*Data section:*
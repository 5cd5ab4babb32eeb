//! Service-account authorization for the Drive API
//!
//! Implements the OAuth 2.0 JWT bearer grant (RFC 7523) used by Google
//! service accounts: an RS256-signed assertion is exchanged at the token
//! endpoint for a short-lived access token.
//!
//! ## Components
//!
//! - [`ServiceAccountKey`] - The identity and key from a JSON key file
//! - [`sign_assertion`] - Builds and signs the assertion
//! - [`exchange_assertion`] - Trades an assertion for an [`AccessToken`]
//! - [`DriveAuthorizer`] - `IAuthorizer` implementation with a per-identity token cache

use std::borrow::Cow;
use std::collections::HashMap;
use std::sync::Arc;
use std::time::Duration;

use anyhow::{Context, Result};
use async_trait::async_trait;
use chrono::{DateTime, Utc};
use jsonwebtoken::{encode, Algorithm, EncodingKey, Header};
use reqwest::Client;
use serde::{Deserialize, Serialize};
use tokio::sync::Mutex;
use tracing::{debug, info};

use notemirror_core::domain::credentials::Credentials;
use notemirror_core::domain::errors::AuthError;
use notemirror_core::ports::authorizer::IAuthorizer;
use notemirror_core::ports::remote_store::IRemoteStore;

use crate::client::{DriveClient, DRIVE_BASE_URL};
use crate::provider::DriveRemoteStore;

/// Default Google OAuth2 token endpoint
pub const TOKEN_URL: &str = "https://oauth2.googleapis.com/token";

/// Full read/write access to Drive
pub const DRIVE_SCOPE: &str = "https://www.googleapis.com/auth/drive";

/// Grant type for the assertion exchange
const JWT_BEARER_GRANT: &str = "urn:ietf:params:oauth:grant-type:jwt-bearer";

/// Lifetime requested for each assertion, in seconds
const ASSERTION_LIFETIME_SECS: i64 = 3600;

/// A cached token is renewed once it is this close to expiry
const TOKEN_REFRESH_MARGIN_SECS: i64 = 60;

// ============================================================================
// ServiceAccountKey
// ============================================================================

/// The fields of a Google service-account JSON key file that matter here
#[derive(Debug, Clone, Deserialize)]
pub struct ServiceAccountKey {
    pub client_email: String,
    pub private_key: String,
}

impl ServiceAccountKey {
    /// Parses a key file's JSON content
    pub fn from_json(json: &str) -> Result<Self> {
        serde_json::from_str(json).context("Failed to parse service-account key JSON")
    }
}

// ============================================================================
// Assertion
// ============================================================================

/// JWT claims of the bearer assertion
#[derive(Debug, Serialize, Deserialize)]
pub struct AssertionClaims {
    pub iss: String,
    pub scope: String,
    pub aud: String,
    pub iat: i64,
    pub exp: i64,
}

/// Accepts keys pasted with literal `\n` sequences in place of newlines
fn normalize_pem(pem: &str) -> Cow<'_, str> {
    if !pem.contains('\n') && pem.contains("\\n") {
        Cow::Owned(pem.replace("\\n", "\n"))
    } else {
        Cow::Borrowed(pem)
    }
}

/// Checks the identity and parses the PEM key
///
/// # Errors
/// [`AuthError::MalformedCredentials`] if the identity is empty or the key
/// cannot be parsed
fn signing_key(client_identity: &str, private_key_pem: &str) -> Result<EncodingKey, AuthError> {
    if client_identity.trim().is_empty() {
        return Err(AuthError::MalformedCredentials(
            "client identity is empty".to_string(),
        ));
    }
    if private_key_pem.trim().is_empty() {
        return Err(AuthError::MalformedCredentials(
            "private key is empty".to_string(),
        ));
    }

    EncodingKey::from_rsa_pem(normalize_pem(private_key_pem).as_bytes())
        .map_err(|e| AuthError::MalformedCredentials(format!("unparsable private key: {e}")))
}

/// Builds and signs the RS256 assertion for `client_identity`
///
/// # Errors
/// [`AuthError::MalformedCredentials`] if the identity is empty or the key
/// cannot be parsed or used for signing
pub fn sign_assertion(
    client_identity: &str,
    private_key_pem: &str,
    token_url: &str,
    issued_at: DateTime<Utc>,
) -> Result<String, AuthError> {
    let key = signing_key(client_identity, private_key_pem)?;
    sign_with_key(client_identity, &key, token_url, issued_at)
}

fn sign_with_key(
    client_identity: &str,
    key: &EncodingKey,
    token_url: &str,
    issued_at: DateTime<Utc>,
) -> Result<String, AuthError> {
    let iat = issued_at.timestamp();
    let claims = AssertionClaims {
        iss: client_identity.to_string(),
        scope: DRIVE_SCOPE.to_string(),
        aud: token_url.to_string(),
        iat,
        exp: iat + ASSERTION_LIFETIME_SECS,
    };

    encode(&Header::new(Algorithm::RS256), &claims, key)
        .map_err(|e| AuthError::MalformedCredentials(format!("failed to sign assertion: {e}")))
}

// ============================================================================
// Token exchange
// ============================================================================

/// An access token and the instant it stops being valid
#[derive(Debug, Clone)]
pub struct AccessToken {
    pub token: String,
    pub expires_at: DateTime<Utc>,
}

impl AccessToken {
    /// Returns true if the token will expire within the given duration
    pub fn expires_within(&self, duration: chrono::Duration) -> bool {
        Utc::now() + duration >= self.expires_at
    }
}

#[derive(Debug, Deserialize)]
struct TokenResponse {
    access_token: String,
    #[serde(default = "default_expires_in")]
    expires_in: i64,
}

fn default_expires_in() -> i64 {
    ASSERTION_LIFETIME_SECS
}

#[derive(Debug, Deserialize)]
struct TokenErrorResponse {
    error: String,
    error_description: Option<String>,
}

/// Exchanges a signed assertion for an access token
pub async fn exchange_assertion(
    http: &Client,
    token_url: &str,
    assertion: &str,
) -> Result<AccessToken> {
    let response = http
        .post(token_url)
        .form(&[("grant_type", JWT_BEARER_GRANT), ("assertion", assertion)])
        .send()
        .await
        .context("Failed to reach token endpoint")?;

    let status = response.status();
    let body = response
        .text()
        .await
        .context("Failed to read token response")?;

    if !status.is_success() {
        let detail = match serde_json::from_str::<TokenErrorResponse>(&body) {
            Ok(err) => match err.error_description {
                Some(desc) => format!("{}: {}", err.error, desc),
                None => err.error,
            },
            Err(_) => body.trim().to_string(),
        };
        anyhow::bail!("Token endpoint returned {status}: {detail}");
    }

    let token: TokenResponse =
        serde_json::from_str(&body).context("Failed to parse token response JSON")?;

    Ok(AccessToken {
        token: token.access_token,
        expires_at: Utc::now() + chrono::Duration::seconds(token.expires_in),
    })
}

// ============================================================================
// Token cache
// ============================================================================

/// Access tokens keyed by client identity, shared with the stores handed out
#[derive(Debug, Clone, Default)]
struct TokenCache {
    tokens: Arc<Mutex<HashMap<String, AccessToken>>>,
}

impl TokenCache {
    async fn remove(&self, client_identity: &str) {
        self.tokens.lock().await.remove(client_identity);
    }
}

/// Handle a store uses to drop its token once the API rejects it
///
/// Only the leased token is evicted; a newer token for the same identity
/// is left alone.
#[derive(Debug, Clone)]
pub struct TokenLease {
    cache: TokenCache,
    client_identity: String,
    token: String,
}

impl TokenLease {
    pub async fn revoke(&self) {
        let mut tokens = self.cache.tokens.lock().await;
        if tokens
            .get(&self.client_identity)
            .is_some_and(|cached| cached.token == self.token)
        {
            tokens.remove(&self.client_identity);
            info!(identity = %self.client_identity, "Dropped rejected access token");
        }
    }
}

// ============================================================================
// DriveAuthorizer
// ============================================================================

/// Authorizer that produces [`DriveRemoteStore`] clients
///
/// Access tokens are cached per client identity and reused until they are
/// within a minute of expiry, or until a store reports a 401 with them.
/// The key is parsed on every call, so a malformed key fails even while a
/// token for the identity is cached.
pub struct DriveAuthorizer {
    http: Client,
    token_url: String,
    api_base_url: String,
    cache: TokenCache,
}

impl DriveAuthorizer {
    /// Creates an authorizer against the public Google endpoints
    pub fn new(timeout: Duration) -> Result<Self> {
        Self::with_endpoints(TOKEN_URL, DRIVE_BASE_URL, timeout)
    }

    /// Creates an authorizer with custom endpoints (useful for testing)
    pub fn with_endpoints(
        token_url: impl Into<String>,
        api_base_url: impl Into<String>,
        timeout: Duration,
    ) -> Result<Self> {
        let http = Client::builder()
            .timeout(timeout)
            .build()
            .context("Failed to build HTTP client")?;
        Ok(Self {
            http,
            token_url: token_url.into(),
            api_base_url: api_base_url.into(),
            cache: TokenCache::default(),
        })
    }

    /// Returns a valid access token for `credentials`, exchanging a new
    /// assertion only when the cached one is missing or about to expire
    pub async fn access_token(&self, credentials: &Credentials) -> Result<AccessToken, AuthError> {
        let identity = credentials.client_identity.as_str();
        let key = signing_key(identity, &credentials.private_key)?;
        let mut cache = self.cache.tokens.lock().await;

        if let Some(cached) = cache.get(identity) {
            if !cached.expires_within(chrono::Duration::seconds(TOKEN_REFRESH_MARGIN_SECS)) {
                debug!(identity, "Reusing cached access token");
                return Ok(cached.clone());
            }
        }

        let assertion = sign_with_key(identity, &key, &self.token_url, Utc::now())?;
        let token = exchange_assertion(&self.http, &self.token_url, &assertion)
            .await
            .map_err(AuthError::ExchangeRejected)?;

        info!(identity, expires_at = %token.expires_at, "Obtained access token");
        cache.insert(identity.to_string(), token.clone());
        Ok(token)
    }

    /// Drops any cached token for `client_identity`
    pub async fn forget(&self, client_identity: &str) {
        self.cache.remove(client_identity).await;
    }
}

#[async_trait]
impl IAuthorizer for DriveAuthorizer {
    async fn authorize(
        &self,
        credentials: &Credentials,
    ) -> Result<Arc<dyn IRemoteStore>, AuthError> {
        let token = self.access_token(credentials).await?;
        let lease = TokenLease {
            cache: self.cache.clone(),
            client_identity: credentials.client_identity.clone(),
            token: token.token.clone(),
        };
        let client = DriveClient::from_parts(self.http.clone(), &self.api_base_url, token.token);
        Ok(Arc::new(DriveRemoteStore::with_lease(client, lease)))
    }
}
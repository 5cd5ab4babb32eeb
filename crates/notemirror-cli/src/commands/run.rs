//! Run command - Timer-triggered syncs until interrupted
//!
//! Provides the `notemirror run` CLI command which syncs immediately and
//! then every `sync.poll_interval` seconds. SIGINT or SIGTERM stops the loop
//! after the pass in flight completes.

use std::process::ExitCode;
use std::sync::Arc;
use std::time::Duration;

use anyhow::{bail, Context, Result};
use clap::Args;
use tokio_util::sync::CancellationToken;
use tracing::{info, warn};

use notemirror_core::config::Config;
use notemirror_sync::scheduler::PeriodicSync;

use crate::output::OutputOptions;
use crate::wiring;

#[derive(Debug, Args)]
pub struct RunCommand {
    /// Seconds between syncs (overrides sync.poll_interval)
    #[arg(long)]
    pub interval: Option<u64>,
}

impl RunCommand {
    pub async fn execute(&self, opts: &OutputOptions) -> Result<ExitCode> {
        let formatter = opts.formatter();

        let config = Config::load(&opts.config_path).with_context(|| {
            format!(
                "Failed to load configuration from {}",
                opts.config_path.display()
            )
        })?;

        let interval_secs = self.interval.unwrap_or(config.sync.poll_interval);
        if interval_secs == 0 {
            bail!("Poll interval must be greater than 0");
        }

        let reconciler = Arc::new(wiring::reconciler(&config)?);
        let scheduler = PeriodicSync::new(reconciler, Duration::from_secs(interval_secs));

        formatter.info(&format!(
            "Syncing {} every {}s (Ctrl+C to stop)",
            config.local_directory().display(),
            interval_secs
        ));

        let shutdown = CancellationToken::new();
        tokio::spawn(shutdown_signal(shutdown.clone()));

        let passes = scheduler.run(shutdown).await;
        info!(passes, "Stopped");

        if opts.is_json() {
            formatter.print_json(&serde_json::json!({
                "success": true,
                "passes": passes,
            }));
        } else {
            formatter.success(&format!("Stopped after {passes} sync passes"));
        }

        Ok(ExitCode::SUCCESS)
    }
}

/// Cancels `token` on SIGINT or SIGTERM
async fn shutdown_signal(token: CancellationToken) {
    let ctrl_c = async {
        if let Err(e) = tokio::signal::ctrl_c().await {
            warn!(error = %e, "Failed to install Ctrl+C handler");
            std::future::pending::<()>().await;
        }
    };

    #[cfg(unix)]
    let terminate = async {
        match tokio::signal::unix::signal(tokio::signal::unix::SignalKind::terminate()) {
            Ok(mut sigterm) => {
                sigterm.recv().await;
            }
            Err(e) => {
                warn!(error = %e, "Failed to install SIGTERM handler");
                std::future::pending::<()>().await;
            }
        }
    };

    #[cfg(not(unix))]
    let terminate = std::future::pending::<()>();

    tokio::select! {
        _ = ctrl_c => {
            info!("Received SIGINT (Ctrl+C)");
        }
        _ = terminate => {
            info!("Received SIGTERM");
        }
    }

    token.cancel();
}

*Directions for this task:* Take from the material every line that holds "warn".

*Result:*
use tracing::{info, warn};
            warn!(error = %e, "Failed to install Ctrl+C handler");
                warn!(error = %e, "Failed to install SIGTERM handler");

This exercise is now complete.